La prise d’ISRS est associée à des effets néfastes sur la qualité du sperme (concentration, mobilité et morphologie des spermatozoïdes). Ces effets sont réversibles après l’arrêt du médicament. Certaines sources conseillent de surveiller la qualité du sperme en cas de troubles de la fertilité et d’arrêter la prise d’ISRS si possible3.

Médicaments du TDAH

Même si certaines données indiquent que les amphétamines peuvent avoir un impact négatif sur la qualité du sperme, ceci n’a pas été documenté pour la dexamphétamine. Pour le méthylphénidate, les données sont rassurantes4.

Inhibiteurs du TNF

L’infliximab, l’adalimumab, le certolizumab pégol, l’étanercept et le golimumab sont des inhibiteurs du TNF. Les inhibiteurs du TNF régulent plusieurs processus essentiels à la spermatogenèse, de sorte qu’un effet négatif sur la spermatogenèse pourrait théoriquement être suspecté. Jusqu’à présent, les données cliniques ne suggèrent pas d’effet sur la qualité des spermatozoïdes suite à la prise d’inhibiteurs du TNF5.

Sulfasalazine

Une oligospermie et une infertilité peuvent se manifester chez les hommes traités par sulfasalazine. Ces effets sont réversibles dans les 2 à 3 mois qui suivent l’arrêt du traitement (RCP).

Sirolimus

La prise de sirolimus est associée à des effets néfastes sur la qualité du sperme. Dans la plupart des cas, ces effets sont réversibles après l’arrêt du médicament (RCP).
 

Risque tératogène en pré-conception

Peu d’études ont évalué le risque tératogène des médicaments utilisés par le père peu avant la conception. Bien que la plupart des études présentent des résultats rassurants, une étude récente montre que le valproate pourrait être associé à un effet tératogène (voir ci-dessous).
L’impact limité du sperme sur le risque tératogène peut s’expliquer par le fait que seuls les spermatozoïdes sains sont capables d’engendrer une grossesse. En cas de fécondation avec un spermatozoïde altéré, il est probable que cela conduise à une fausse couche précoce.
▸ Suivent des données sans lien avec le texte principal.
impl<'a, D: PageDriver + ?Sized> Interactor<'a, D> {
    /// Load `source` into `driver` and wait for it to settle
    pub async fn open(
        driver: &'a mut D,
        config: &'a EngineConfig,
        source: &'a PageSource,
    ) -> PagecheckResult<Self> {
        let mut interactor = Self {
            driver,
            config,
            source,
            home_url: String::new(),
        };
        interactor.restore().await?;
        Ok(interactor)
    }

    /// Engine configuration
    #[must_use]
    pub const fn config(&self) -> &EngineConfig {
        self.config
    }

    /// URL of the loaded source
    #[must_use]
    pub fn home_url(&self) -> &str {
        &self.home_url
    }

    /// Reload the original source
    pub async fn restore(&mut self) -> PagecheckResult<()> {
        self.driver.load(self.source).await?;
        if let Err(err) = self.settle().await {
            warn!(error = %err, "source did not settle after load");
        }
        self.home_url = self.driver.current_url().await?;
        debug!(url = %self.home_url, "source loaded");
        Ok(())
    }

    /// Wait for `document.readyState == "complete"`, bounded
    pub async fn settle(&mut self) -> PagecheckResult<()> {
        let timeout = self.config.settle_timeout();
        let deadline = Instant::now() + timeout;
        loop {
            match self.driver.ready_state().await {
                Ok(ReadyState::Complete) => return Ok(()),
                Ok(_) => {}
                Err(err) if err.is_fatal() => return Err(err),
                Err(err) => debug!(error = %err, "ready state unavailable"),
            }
            if Instant::now() >= deadline {
                return Err(PagecheckError::Timeout {
                    ms: timeout.as_millis() as u64,
                });
            }
            tokio::time::sleep(self.config.poll_interval()).await;
        }
    }

    /// Base URL for resolving relative links: `<base href>` or the document URL
    pub async fn base_url(&mut self) -> PagecheckResult<String> {
        let current = self.driver.current_url().await?;
        let mut href = None;
        match self.driver.query_all(None, "base[href]").await {
            Ok(bases) => {
                if let Some(base) = bases.first() {
                    href = self.driver.snapshot(base).await?.attr("href").map(str::to_string);
                }
            }
            Err(err) => debug!(error = %err, "base element query failed; using document URL"),
        }
        Ok(match href {
            Some(href) => match Url::parse(&current).and_then(|c| c.join(&href)) {
                Ok(url) => url.to_string(),
                Err(_) => Url::parse(&href).map_or(current, |u| u.to_string()),
            },
            None => current,
        })
    }

    /// Locate a role, waiting for presence when `wait` is set
    pub async fn locate(
        &mut self,
        scope: Option<&ElementHandle>,
        role: Role,
        wait: bool,
    ) -> PagecheckResult<Vec<ElementRef>> {
        let options = if wait {
            LocatorOptions::from_config(self.config)
        } else {
            LocatorOptions::immediate()
        };
        locator::locate(&mut *self.driver, scope, role, &options).await
    }

    /// Trimmed text of every visible element matching `selector`
    pub async fn visible_texts(&mut self, selector: &str) -> PagecheckResult<Vec<String>> {
        let handles = self.driver.query_all(None, selector).await?;
        let mut texts = Vec::new();
        for handle in handles {
            if self.driver.is_visible(&handle).await? {
                let snapshot = self.driver.snapshot(&handle).await?;
                texts.push(collapse_whitespace(&snapshot.text));
            }
        }
        Ok(texts)
    }

    /// Whether an element with `id` or `name` equal to `fragment` exists
    pub async fn anchor_exists(&mut self, fragment: &str) -> PagecheckResult<bool> {
        let selector = format!(
            "{}, {}",
            attribute_selector("id", fragment),
            attribute_selector("name", fragment)
        );
        Ok(!self.driver.query_all(None, &selector).await?.is_empty())
    }

    async fn dispatch(&mut self, handle: &ElementHandle, op: Op<'_>) -> PagecheckResult<Answer> {
        let driver = &mut *self.driver;
        Ok(match op {
            Op::Visible => Answer::Flag(driver.is_visible(handle).await?),
            Op::Enabled => Answer::Flag(driver.is_enabled(handle).await?),
            Op::Checked => Answer::Flag(driver.is_checked(handle).await?),
            Op::Valid => Answer::Flag(driver.is_valid(handle).await?),
            Op::Value => Answer::Text(driver.value(handle).await?),
            Op::Click => {
                driver.click(handle).await?;
                Answer::Done
            }
            Op::Fill(value) => {
                driver.fill(handle, value).await?;
                Answer::Done
            }
            Op::Select(index) => {
                driver.select_option(handle, index).await?;
                Answer::Done
            }
        })
    }

    async fn relocate(&mut self, element: &mut ElementRef) -> PagecheckResult<()> {
        if let Err(err) = self.settle().await {
            if err.is_fatal() {
                return Err(err);
            }
        }
        let current = self.driver.current_url().await?;
        if without_fragment(&current) != without_fragment(&self.home_url) {
            warn!(from = %current, "session left the source, restoring");
            self.restore().await?;
        }
        let handles = self
            .driver
            .query_all(element.scope.as_ref(), element.role.selector())
            .await?;
        let handle = handles
            .into_iter()
            .nth(element.index)
            .ok_or_else(|| PagecheckError::stale(element.role.selector(), element.index))?;
        element.handle = handle;
        Ok(())
    }

    async fn run(&mut self, element: &mut ElementRef, op: Op<'_>) -> PagecheckResult<Answer> {
        let mut attempts = 0;
        loop {
            let result = self.dispatch(&element.handle, op).await;
            match result {
                Err(err) if err.is_stale() && attempts < self.config.stale_retries => {
                    attempts += 1;
                    warn!(
                        element = %element.display_name(),
                        attempt = attempts,
                        op = ?op,
                        "stale reference, re-locating"
                    );
                    self.relocate(element).await?;
                }
                other => return other,
            }
        }
    }

    /// Rendered
    pub async fn is_visible(&mut self, element: &mut ElementRef) -> PagecheckResult<bool> {
        self.run(element, Op::Visible).await?.flag()
    }

    /// Not disabled
    pub async fn is_enabled(&mut self, element: &mut ElementRef) -> PagecheckResult<bool> {
        self.run(element, Op::Enabled).await?.flag()
    }

    /// Checked
    pub async fn is_checked(&mut self, element: &mut ElementRef) -> PagecheckResult<bool> {
        self.run(element, Op::Checked).await?.flag()
    }

    /// Committed value
    pub async fn value(&mut self, element: &mut ElementRef) -> PagecheckResult<String> {
        self.run(element, Op::Value).await?.text()
    }

    /// Constraint-validation state
    pub async fn is_valid(&mut self, element: &mut ElementRef) -> PagecheckResult<bool> {
        self.run(element, Op::Valid).await?.flag()
    }

    /// Clear and type a value
    pub async fn fill(&mut self, element: &mut ElementRef, value: &str) -> PagecheckResult<()> {
        self.run(element, Op::Fill(value)).await.map(|_| ())
    }

    /// Select an option by index
    pub async fn select_option(
        &mut self,
        element: &mut ElementRef,
        index: usize,
    ) -> PagecheckResult<()> {
        self.run(element, Op::Select(index)).await.map(|_| ())
    }

    /// Click, pause, and wait for the document to settle.
    ///
    /// Does not restore the source; see [`Self::return_home`].
    pub async fn click(&mut self, element: &mut ElementRef) -> PagecheckResult<ClickOutcome> {
        self.run(element, Op::Click).await?;
        let delay = self.config.post_click_delay();
        if !delay.is_zero() {
            tokio::time::sleep(delay).await;
        }
        self.settle().await?;
        let current = self.driver.current_url().await?;
        let navigated_to =
            (without_fragment(&current) != without_fragment(&self.home_url)).then_some(current);
        Ok(ClickOutcome { navigated_to })
    }

    /// Restore the source if the session left it, or if a navigating click
    /// may have replaced inline markup.
    pub async fn return_home(&mut self, may_navigate: bool) -> PagecheckResult<()> {
        let current = self.driver.current_url().await?;
        let left = without_fragment(&current) != without_fragment(&self.home_url);
        if left || (may_navigate && self.source.is_inline()) {
            debug!(left, "restoring source after click");
            self.restore().await?;
        }
        Ok(())
    }

    /// Click Test: click, settle, restore; errors become FAILED
    pub async fn press(
        &mut self,
        element: &mut ElementRef,
        may_navigate: bool,
    ) -> PagecheckResult<CheckResult> {
        let clicked = recoverable(self.click(element).await)?;
        let restored = recoverable(self.return_home(may_navigate).await)?;
        Ok(match (clicked, restored) {
            (Ok(outcome), Ok(())) => CheckResult::passed(outcome.describe("Clicked successfully")),
            (Err(err), _) => CheckResult::failed(format!("Error during clicking: {err}")),
            (Ok(_), Err(err)) => {
                CheckResult::failed(format!("Clicked, but the page could not be restored: {err}"))
            }
        })
    }

    /// Fill every boundary value for the field's kind and judge each read-back
    pub async fn probe_boundaries(
        &mut self,
        element: &mut ElementRef,
        kind: ElementKind,
    ) -> PagecheckResult<Vec<(String, CheckResult)>> {
        let constraints = FieldConstraints::from_snapshot(&element.snapshot);
        let mut rows = Vec::new();
        for probe in boundary::matrix(kind) {
            let result = match recoverable(self.observe(element, kind, &probe.value).await)? {
                Ok(observed) => boundary::evaluate(kind, &probe, constraints, &observed),
                Err(err) => CheckResult::from_error(&err),
            };
            rows.push((probe.check_name(), result));
        }
        Ok(rows)
    }

    async fn observe(
        &mut self,
        element: &mut ElementRef,
        kind: ElementKind,
        value: &str,
    ) -> PagecheckResult<Observation> {
        self.fill(element, value).await?;
        let read_back = self.value(element).await?;
        let valid = if kind == ElementKind::EmailInput {
            Some(self.is_valid(element).await?)
        } else {
            None
        };
        Ok(Observation { read_back, valid })
    }

    /// Toggle Test: click only when unchecked, never uncheck
    pub async fn toggle(&mut self, element: &mut ElementRef) -> PagecheckResult<CheckResult> {
        Ok(recoverable(self.check_on(element).await)?
            .unwrap_or_else(|err| CheckResult::from_error(&err)))
    }

    async fn check_on(&mut self, element: &mut ElementRef) -> PagecheckResult<CheckResult> {
        if self.is_checked(element).await? {
            return Ok(CheckResult::passed("Already checked"));
        }
        self.click(element).await?;
        let checked = self.is_checked(element).await?;
        Ok(CheckResult::expect(
            checked,
            "Checked after click",
            "Still unchecked after click",
        ))
    }

    /// One row per option; the first option is the placeholder.
    ///
    /// `blocked` carries the reason the select cannot be interacted with.
    pub async fn choose_options(
        &mut self,
        select: &mut ElementRef,
        blocked: Option<&str>,
    ) -> PagecheckResult<Vec<(String, CheckResult)>> {
        let options = match recoverable(self.locate(Some(&select.handle), Role::Option, false).await)? {
            Ok(options) => options,
            Err(err) => return Ok(vec![(names::OPTIONS.to_string(), CheckResult::from_error(&err))]),
        };
        if options.is_empty() {
            return Ok(vec![(
                names::OPTIONS.to_string(),
                CheckResult::failed("Select has no options"),
            )]);
        }

        let mut rows = Vec::with_capacity(options.len());
        for mut option in options {
            let text = option.snapshot.display_text().unwrap_or_default();
            let name = format!("Option {}: {}", option.index + 1, text);
            let result = if option.index == 0 {
                CheckResult::skipped("First option treated as placeholder")
            } else if let Some(reason) = blocked {
                CheckResult::not_attempted(reason)
            } else {
                match recoverable(self.choose(select, &mut option).await)? {
                    Ok(result) => result,
                    Err(err) => CheckResult::from_error(&err),
                }
            };
            rows.push((name, result));
        }
        Ok(rows)
    }

    async fn choose(
        &mut self,
        select: &mut ElementRef,
        option: &mut ElementRef,
    ) -> PagecheckResult<CheckResult> {
        if !self.is_enabled(option).await? {
            return Ok(CheckResult::failed("Option is disabled"));
        }
        let Some(expected) = option
            .snapshot
            .attr("value")
            .filter(|v| !v.trim().is_empty())
            .map(str::to_string)
        else {
            return Ok(CheckResult::failed("option has no value property"));
        };
        self.select_option(select, option.index).await?;
        let committed = self.value(select).await?;
        Ok(CheckResult::expect(
            committed == expected,
            format!("Selected, value '{expected}'"),
            format!("Select committed '{committed}' instead of '{expected}'"),
        ))
    }

    /// Form Submission Test and Submission Feedback for one submit control
    pub async fn submit(
        &mut self,
        control: &mut ElementRef,
    ) -> PagecheckResult<(CheckResult, CheckResult)> {
        let submitted = match recoverable(self.click(control).await)? {
            Ok(outcome) => {
                let errors = recoverable(self.visible_texts(".error").await)?.unwrap_or_default();
                let successes =
                    recoverable(self.visible_texts(".success").await)?.unwrap_or_default();
                (
                    CheckResult::passed(outcome.describe("Form submitted")),
                    checks::feedback(&errors, &successes),
                )
            }
            Err(err) => (
                CheckResult::failed(format!("Submission failed: {err}")),
                CheckResult::skipped("Form was not submitted"),
            ),
        };
        if let Err(err) = recoverable(self.return_home(true).await)? {
            warn!(error = %err, "could not restore source after submission");
        }
        Ok(submitted)
    }
}
//! Command handlers - extracted from main.rs for testability
//!
//! Each handler module contains the execution logic for a CLI command and
//! the pure helpers it renders with.

pub mod check;
pub mod generate;
#[cfg(feature = "llm")]
pub mod suggest;

pub use check::{build_engine, defect_gate, emit, engine_config, execute_check, resolve_source};
pub use generate::{build_fixture, check_fixture, render_catalog};
#[cfg(feature = "llm")]
pub use suggest::{execute_suggest, llm_config, render_suggestions};
//! Fix suggestions from an OpenAI-compatible model.
//!
//! - **Client**: chat completion client with bearer auth
//! - **Suggest**: turns a [`crate::FailureDigest`] into a fix prompt and asks the model

pub mod client;
pub mod suggest;

pub use client::{
    ChatChoice, ChatMessage, ChatRequest, ChatResponse, LlmClient, LlmClientError, LlmConfig,
    MessageRole,
};
pub use suggest::{FixSuggester, Suggestion};
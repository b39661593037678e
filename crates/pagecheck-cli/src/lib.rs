//! Pagecheck CLI Library
//!
//! Command-line and HTTP front end for the Pagecheck QA engine.

#![warn(missing_docs)]
#![allow(clippy::module_name_repetitions)]
#![allow(clippy::missing_errors_doc)]

mod commands;
mod config;
mod error;
pub mod handlers;
mod output;
pub mod server;

pub use commands::{
    CategoryArg, CheckArgs, Cli, ColorArg, Commands, DriverArg, FormatArg, GenerateArgs,
    ServeArgs, SuggestArgs,
};
pub use config::{CliConfig, ColorChoice, Verbosity};
pub use error::{CliError, CliResult};
pub use output::{render_text, OutputFormat, ProgressReporter};
pub use server::{router, serve, AppState};
#[cfg(test)]
#[allow(clippy::unwrap_used, clippy::expect_used)]
mod tests {
    use super::*;
    use axum::body::Body;
    use axum::http::Request;
    use tower::ServiceExt;

    async fn call(app: Router, request: Request<Body>) -> (StatusCode, serde_json::Value) {
        let response = app.oneshot(request).await.unwrap();
        let status = response.status();
        let bytes = axum::body::to_bytes(response.into_body(), usize::MAX).await.unwrap();
        let value = serde_json::from_slice(&bytes).unwrap_or(serde_json::Value::Null);
        (status, value)
    }

    fn post_json(uri: &str, body: serde_json::Value) -> Request<Body> {
        Request::builder()
            .method("POST")
            .uri(uri)
            .header("content-type", "application/json")
            .body(Body::from(body.to_string()))
            .unwrap()
    }

    fn app(dir: &std::path::Path) -> Router {
        router(AppState::new(dir, "http://127.0.0.1:8000/"))
    }

    mod route_tests {
        use super::*;

        #[tokio::test]
        async fn test_health() {
            let dir = tempfile::tempdir().unwrap();
            let request = Request::get("/health").body(Body::empty()).unwrap();
            let (status, body) = call(app(dir.path()), request).await;
            assert_eq!(status, StatusCode::OK);
            assert_eq!(body["status"], "ok");
        }

        #[tokio::test]
        async fn test_bugs_lists_catalog() {
            let dir = tempfile::tempdir().unwrap();
            let request = Request::get("/bugs").body(Body::empty()).unwrap();
            let (status, body) = call(app(dir.path()), request).await;
            assert_eq!(status, StatusCode::OK);
            assert_eq!(body.as_array().unwrap().len(), CATALOG.len());
            assert_eq!(body[0]["key"], "broken_link");
        }

        #[tokio::test]
        async fn test_generate_writes_and_checks() {
            let dir = tempfile::tempdir().unwrap();
            let request = post_json(
                "/generate",
                serde_json::json!({ "bugs": ["empty_button", "nope"] }),
            );
            let (status, body) = call(app(dir.path()), request).await;
            assert_eq!(status, StatusCode::OK);
            assert_eq!(
                body["url"],
                "http://127.0.0.1:8000/generated_html/buggy_website.html"
            );
            assert_eq!(body["unknown"][0], "nope");
            let report: TestReport = serde_json::from_value(body["report"].clone()).unwrap();
            assert_eq!(report.buttons.len(), 1);
            let written = std::fs::read_to_string(dir.path().join(FIXTURE_FILE)).unwrap();
            assert_eq!(written, "<button></button>");
        }

        #[tokio::test]
        async fn test_generate_rejects_unknown_only() {
            let dir = tempfile::tempdir().unwrap();
            let request = post_json("/generate", serde_json::json!({ "bugs": ["nope"] }));
            let (status, body) = call(app(dir.path()), request).await;
            assert_eq!(status, StatusCode::BAD_REQUEST);
            assert!(body["error"].as_str().unwrap().contains("no known"));
        }

        #[tokio::test]
        async fn test_generated_page_is_served() {
            let dir = tempfile::tempdir().unwrap();
            std::fs::write(dir.path().join(FIXTURE_FILE), "<a>x</a>").unwrap();
            let request = Request::get("/generated_html/buggy_website.html")
                .body(Body::empty())
                .unwrap();
            let response = app(dir.path()).oneshot(request).await.unwrap();
            assert_eq!(response.status(), StatusCode::OK);
            let bytes = axum::body::to_bytes(response.into_body(), usize::MAX).await.unwrap();
            assert_eq!(&bytes[..], b"<a>x</a>");
        }

        #[tokio::test]
        async fn test_check_inline() {
            let dir = tempfile::tempdir().unwrap();
            let request = post_json(
                "/check",
                serde_json::json!({ "source": "<a>Link Without Href</a>", "categories": ["links"] }),
            );
            let (status, body) = call(app(dir.path()), request).await;
            assert_eq!(status, StatusCode::OK);
            assert_eq!(body["categories"], serde_json::json!(["links"]));
            assert_eq!(body["links"][0]["outcome"]["verdict"], "FAILED");
        }

        #[tokio::test]
        async fn test_check_empty_source() {
            let dir = tempfile::tempdir().unwrap();
            let request = post_json("/check", serde_json::json!({ "source": "  " }));
            let (status, _) = call(app(dir.path()), request).await;
            assert_eq!(status, StatusCode::BAD_REQUEST);
        }

        #[tokio::test]
        async fn test_suggest_without_key() {
            let dir = tempfile::tempdir().unwrap();
            let request = post_json(
                "/suggest",
                serde_json::json!({
                    "category": "button",
                    "item": "Button 1",
                    "test": "Label Test",
                    "code_snippet": "<button></button>"
                }),
            );
            let (status, body) = call(app(dir.path()), request).await;
            assert_eq!(status, StatusCode::SERVICE_UNAVAILABLE);
            assert!(body["error"].is_string());
        }

        #[cfg(feature = "llm")]
        #[tokio::test]
        async fn test_suggest_with_model() {
            let model = Router::new().route(
                "/v1/chat/completions",
                post(|Json(body): Json<serde_json::Value>| async move {
                    let prompt = body["messages"][1]["content"].as_str().unwrap_or_default();
                    let content = if prompt.contains("Failed Test: Label Test") {
                        "Suggested Fix:\n\nGive the button a text label."
                    } else {
                        "unexpected prompt"
                    };
                    Json(serde_json::json!({
                        "choices": [{"message": {"role": "assistant", "content": content}}]
                    }))
                }),
            );
            let listener = tokio::net::TcpListener::bind("127.0.0.1:0").await.unwrap();
            let addr = listener.local_addr().unwrap();
            tokio::spawn(async move {
                axum::serve(listener, model).await.unwrap();
            });

            let dir = tempfile::tempdir().unwrap();
            let state = AppState::new(dir.path(), "http://127.0.0.1:8000").with_llm(
                pagecheck::llm::LlmConfig::default()
                    .with_base_url(format!("http://{addr}"))
                    .with_api_key(Some("sk-test".into())),
            );
            let request = post_json(
                "/suggest",
                serde_json::json!({
                    "category": "buttons",
                    "item": "Button 1",
                    "test": "Label Test",
                    "code_snippet": "<button></button>"
                }),
            );
            let (status, body) = call(router(state), request).await;
            assert_eq!(status, StatusCode::OK);
            assert_eq!(body["suggestion"], "Suggested Fix:\n\nGive the button a text label.");
        }
    }
}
Notons aussi que le cycle de développement d’un spermatozoïde jusqu’à l’éjaculation dure moins de 3 mois : l’exposition à des substances nocives il y a plus de 3 mois sera donc moins significative. Le centre Lareb remarque toutefois qu’il existe certains signaux d’effets indésirables qui méritent d’être surveillés1.

Méthotrexate

Les études chez l’animal ont mis en évidence une génotoxicité du méthotrexate. Les études chez l’humain ne montrent cependant aucun risque accru d’effets néfastes sur la grossesse et l’enfant à naître en cas d’exposition paternelle au méthotrexate trois mois avant la conception. Néanmoins, la notice et le RCP mentionnent des mesures de précaution, notamment l’utilisation d’un moyen de contraception pendant et jusqu’à 3 mois après le traitement6.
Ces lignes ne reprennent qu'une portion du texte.